The physician’s role

Physicians also may face a dilemma when their patient has exhausted all treatment options yet wants to pursue experimental treatment through Right to Try laws.

“If you do not think it is going to work, how do you break the news to a patient?” Bateman-House said. “You do not want to destroy their last hope, but what do you do to support the patient?”

The patient first must meet many requirements before pursuing this option.

“If a patient comes in with a suggestion for an agent, we first must assess their performance status and rationale for treatment with that drug,” Levenback said. “The patient has to be well-informed and the risks have to be acceptable to them. They’d have to frequently advocate for themselves within these unwieldy systems. Getting a novel agent carries unknown risks and to extend survival you may be shortening it.”

Right to Try legislation stipulates that patients be well-informed of these risks.
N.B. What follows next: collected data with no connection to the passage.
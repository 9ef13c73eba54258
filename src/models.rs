// SPDX-License-Identifier: AGPL-3.0-or-later
//
// Copyright (C) 2026 Relational Network

//! # API Data Models
//!
//! This module defines the response data structures served by the JSON API
//! and consumed by the dashboard. All types derive `Serialize` and `ToSchema`
//! for automatic JSON handling and OpenAPI documentation.
//!
//! Every value here is built per request by [`crate::snapshot`] and never
//! mutated afterwards.
//!
//! ## Model Categories
//!
//! - **Secrets**: Vault-synced values, masked where they are passwords
//! - **Cluster**: Kubernetes metadata about the running pod
//! - **Status**: Load counts and health classification

use serde::{Serialize, Serializer};
use utoipa::ToSchema;

// =============================================================================
// Secret Values
// =============================================================================

/// Sentinel rendered for a secret whose environment variable is absent.
pub const NOT_FOUND: &str = "Not found";

/// Placeholder rendered for a password that is present.
pub const MASKED: &str = "***";

/// A single secret as it is allowed to leave the process.
///
/// Serializes as a plain JSON string: the value itself, `"***"` or
/// `"Not found"`.
#[derive(Debug, Clone, PartialEq, Eq)]
pub enum SecretValue {
    /// Non-password value, shown as-is.
    Visible(String),
    /// Password that is set; the real value is never carried.
    Masked,
    /// Variable not provided.
    NotFound,
}

impl SecretValue {
    pub fn as_str(&self) -> &str {
        match self {
            SecretValue::Visible(value) => value,
            SecretValue::Masked => MASKED,
            SecretValue::NotFound => NOT_FOUND,
        }
    }

    /// Whether the secret counts as loaded, i.e. does not render as
    /// `"Not found"`. A variable literally set to `Not found` is not counted.
    pub fn is_loaded(&self) -> bool {
        self.as_str() != NOT_FOUND
    }
}

impl std::fmt::Display for SecretValue {
    fn fmt(&self, f: &mut std::fmt::Formatter<'_>) -> std::fmt::Result {
        f.write_str(self.as_str())
    }
}

impl Serialize for SecretValue {
    fn serialize<S: Serializer>(&self, serializer: S) -> Result<S::Ok, S::Error> {
        serializer.serialize_str(self.as_str())
    }
}

// =============================================================================
// Secret Snapshot
// =============================================================================

/// Secrets from Vault path `secret/myapp`.
#[derive(Debug, Clone, Serialize, ToSchema, PartialEq, Eq)]
pub struct MyAppSecrets {
    #[schema(value_type = String, example = "alice")]
    pub username: SecretValue,
    #[schema(value_type = String, example = "***")]
    pub password: SecretValue,
    #[schema(value_type = String, example = "Not found")]
    pub api_key: SecretValue,
}

impl MyAppSecrets {
    pub const EXPECTED: usize = 3;

    pub fn loaded(&self) -> usize {
        [&self.username, &self.password, &self.api_key]
            .into_iter()
            .filter(|value| value.is_loaded())
            .count()
    }
}

/// Secrets from Vault path `secret/database`.
#[derive(Debug, Clone, Serialize, ToSchema, PartialEq, Eq)]
pub struct DatabaseSecrets {
    #[schema(value_type = String, example = "postgres.default.svc")]
    pub host: SecretValue,
    #[schema(value_type = String, example = "5432")]
    pub port: SecretValue,
    #[schema(value_type = String, example = "app")]
    pub username: SecretValue,
    #[schema(value_type = String, example = "***")]
    pub password: SecretValue,
}

impl DatabaseSecrets {
    pub const EXPECTED: usize = 4;

    pub fn loaded(&self) -> usize {
        [&self.host, &self.port, &self.username, &self.password]
            .into_iter()
            .filter(|value| value.is_loaded())
            .count()
    }
}

/// Point-in-time view of every Vault-synced secret.
#[derive(Debug, Clone, Serialize, ToSchema, PartialEq, Eq)]
pub struct SecretSnapshot {
    pub myapp: MyAppSecrets,
    pub database: DatabaseSecrets,
    /// Capture time, formatted `YYYY-MM-DD HH:MM:SS UTC`.
    #[schema(example = "2026-10-19 08:30:00 UTC")]
    pub last_updated: String,
}

// =============================================================================
// Cluster Context
// =============================================================================

/// Kubernetes metadata for the pod serving the request.
#[derive(Debug, Clone, Serialize, ToSchema, PartialEq, Eq)]
pub struct ClusterContext {
    pub namespace: String,
    pub pod_name: String,
    pub node_name: String,
    pub service_account: String,
}

// =============================================================================
// Status Models
// =============================================================================

/// Overall secret synchronisation state.
#[derive(Debug, Clone, Copy, Serialize, ToSchema, PartialEq, Eq)]
#[serde(rename_all = "lowercase")]
pub enum VaultHealth {
    /// Every expected secret is present.
    Healthy,
    /// Some, but not all, secrets are present.
    Partial,
    /// No secret is present.
    Failed,
}

impl VaultHealth {
    pub fn as_str(&self) -> &'static str {
        match self {
            VaultHealth::Healthy => "healthy",
            VaultHealth::Partial => "partial",
            VaultHealth::Failed => "failed",
        }
    }
}

/// Response for `GET /api/vault-status`.
#[derive(Debug, Clone, Serialize, ToSchema, PartialEq, Eq)]
pub struct VaultStatus {
    pub status: VaultHealth,
    pub secrets_loaded: usize,
    pub secrets_expected: usize,
    pub myapp_secrets: usize,
    pub database_secrets: usize,
    /// Check time in ISO 8601.
    #[schema(example = "2026-10-19T08:30:00.000000Z")]
    pub last_check: String,
}

/// Response for `GET /api/health`.
#[derive(Debug, Clone, Serialize, ToSchema, PartialEq, Eq)]
pub struct HealthResponse {
    /// Always `"healthy"` while the process answers.
    #[schema(example = "healthy")]
    pub status: String,
    /// Response time in ISO 8601.
    pub timestamp: String,
}

#[cfg(test)]
mod tests {
    use super::*;

    #[test]
    fn secret_value_serializes_as_plain_string() {
        let values = vec![
            SecretValue::Visible("alice".into()),
            SecretValue::Masked,
            SecretValue::NotFound,
        ];
        let json = serde_json::to_string(&values).unwrap();
        assert_eq!(json, r#"["alice","***","Not found"]"#);
    }

    #[test]
    fn loaded_means_not_rendered_as_not_found() {
        assert!(SecretValue::Visible(String::new()).is_loaded());
        assert!(SecretValue::Masked.is_loaded());
        assert!(!SecretValue::NotFound.is_loaded());
        assert!(!SecretValue::Visible("Not found".into()).is_loaded());
    }

    #[test]
    fn vault_health_serializes_lowercase() {
        assert_eq!(
            serde_json::to_string(&VaultHealth::Partial).unwrap(),
            r#""partial""#
        );
        assert_eq!(VaultHealth::Failed.as_str(), "failed");
    }

    #[test]
    fn group_loaded_counts() {
        let myapp = MyAppSecrets {
            username: SecretValue::Visible("alice".into()),
            password: SecretValue::Masked,
            api_key: SecretValue::NotFound,
        };
        assert_eq!(myapp.loaded(), 2);

        let database = DatabaseSecrets {
            host: SecretValue::NotFound,
            port: SecretValue::NotFound,
            username: SecretValue::NotFound,
            password: SecretValue::NotFound,
        };
        assert_eq!(database.loaded(), 0);
    }
}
“The onus is on us as physicians to make sure that we do a good job explaining the science, that the individual drug may or may not benefit the patient, and in the case of the Right to Try laws, that there is limited data,” Unguru said. “In the absence of adequate testing, it is unclear how to weigh the risks, and how patients can truly provide fully informed consent. We need to make sure what we are doing is best for the patient because sometimes we can cause more harm than good.”

Compassionate use discussions may carry as much weight as end-of-life discussions.

“I’ve heard ethicists say physicians may go in the direction of compassionate use to avoid the difficult conversation about mortality and the limits of what we can provide,” Levenback said. “All of compassionate use is predicated on the physician’s responsibility to be candid about the purpose of treatment — palliative vs. curative — and setting the patient’s expectations correctly.”

After these discussions, few patients may actually decide to pursue this option.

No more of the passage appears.